Strikes hit five-year high

Strikes hit five-year high

The number of strikes last year in South Africa hit a five-year high, the labour department said on Wednesday.


The number of strikes last year in South Africa hit a five-year high, the labour department said on Wednesday.


A total of 99 strikes were recorded in 2012, close to half of them unprotected or illegal strikes, and many of them characterised by violence, labour director general Nkosinathi Nhleko told journalists in Cape Town.


Tabling the latest Industrial Action Report, which covers the 2012 calendar year, he said strikes over the period involved 241,391 workers, cost the economy 3.3 million working days, and resulted in workers losing R6.6 billion in wages.


The trend was continuing into this year. "From what we can all see, there is a continuation of the trend we experienced in 2012," Nhleko said. However, no figures were yet available for the current calendar year. Asked why so many strikes involved violence, he suggested this had to do with leadership. "The issue of how parties in the dispute have got to conduct themselves... hinges largely around the issue of exercise of leadership. 

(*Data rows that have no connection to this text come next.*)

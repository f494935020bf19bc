//! Data store client configuration.

use serde::{Deserialize, Serialize};
use url::Url;

use gateway_core::{Error, Result};

/// Hosted data API configuration.
#[derive(Debug, Clone, Serialize, Deserialize)]
pub struct StoreConfig {
    /// Data API base URL
    pub base_url: String,
    /// Bearer token for the data API (optional)
    pub api_key: Option<String>,
    /// Request timeout in seconds
    #[serde(default = "default_timeout_secs")]
    pub timeout_secs: u64,
    /// Tour detail cache TTL in seconds
    #[serde(default = "default_cache_ttl_secs")]
    pub cache_ttl_secs: u64,
    /// Maximum cached tour entries
    #[serde(default = "default_cache_capacity")]
    pub cache_capacity: u64,
}

fn default_timeout_secs() -> u64 {
    10
}

fn default_cache_ttl_secs() -> u64 {
    30
}

fn default_cache_capacity() -> u64 {
    10_000
}

impl Default for StoreConfig {
    fn default() -> Self {
        Self {
            base_url: "http://localhost:4000".to_string(),
            api_key: None,
            timeout_secs: default_timeout_secs(),
            cache_ttl_secs: default_cache_ttl_secs(),
            cache_capacity: default_cache_capacity(),
        }
    }
}

impl StoreConfig {
    /// Reject an unusable base URL or zero timeout before serving.
    pub fn validate(&self) -> Result<()> {
        let url = Url::parse(&self.base_url)
            .map_err(|e| Error::internal(format!("store base_url does not parse: {e}")))?;
        if !matches!(url.scheme(), "http" | "https") {
            return Err(Error::internal(format!(
                "store base_url scheme must be http or https, got `{}`",
                url.scheme()
            )));
        }
        if self.timeout_secs == 0 {
            return Err(Error::internal("store timeout_secs must be >= 1"));
        }
        Ok(())
    }

    /// Base URL without a trailing slash, ready for path joins.
    pub fn trimmed_base(&self) -> &str {
        self.base_url.trim_end_matches('/')
    }
}
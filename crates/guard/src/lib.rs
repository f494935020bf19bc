//! Request defense for the tour gateway: threat signatures, a
//! detector over them, free-text sanitization, and the fixed-window
//! rate limiter.

pub mod detector;
pub mod limiter;
pub mod sanitize;
pub mod signatures;

pub use detector::{detect, ThreatMatch};
pub use limiter::{
    Acquired, ClientKey, CounterStore, Decision, MemoryCounterStore, RateLimiter, RateTiers, Tier,
    TierLimit,
};
pub use sanitize::sanitize;
pub use signatures::{signatures, Severity, Signature, ThreatCategory};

"And when we cite leadership as a factor... it is also informed by the mere fact that when these things begin to happen, it is something that wants to suggest that at a level of exercise of leadership, there is something that has not been handled properly and... accordingly." This, Nhleko said, was a "worrying point". He said "social partners" needed to tackle the issue of how to prevent violence during strikes.


According to the report, 99 "strike incidents" were recorded in 2012, compared to 67 in 2011; 74 in 2010; 51 in 2009; and, 57 in 2008. "South Africa experienced violent, bloody and deadly industrial actions in the mining, transport and agricultural industries.... Out of 99 strikes processed within the department, 45 strikes were unprotected." The document finds most of the working days lost by industry were in the mining sector (82.4 percent). "Wages, bonuses and other compensation issues still remain the main reasons for work stoppages in South Africa during 2012."


Further, most workers involved in last year's labour unrest were members of the National Union of Mineworkers. Among the provinces, Gauteng -- South Africa's economic heartland -- had the most work stoppages. "Gauteng experienced 42 strikes in 2012, up from 33 in 2011, an increase of 27.3 percent." According to the report, workers still had confidence in the Labour Relations Act, the legislation governing bargaining processes and associated legislation, "[but] most of them believe that the cost of living is too high".


Among its conclusions are that "government needs to take control of the situation and solidify practice and protocol with regard to wage negotiations before the nation's mining sector becomes un-investable [sic] as a result of the strikes...".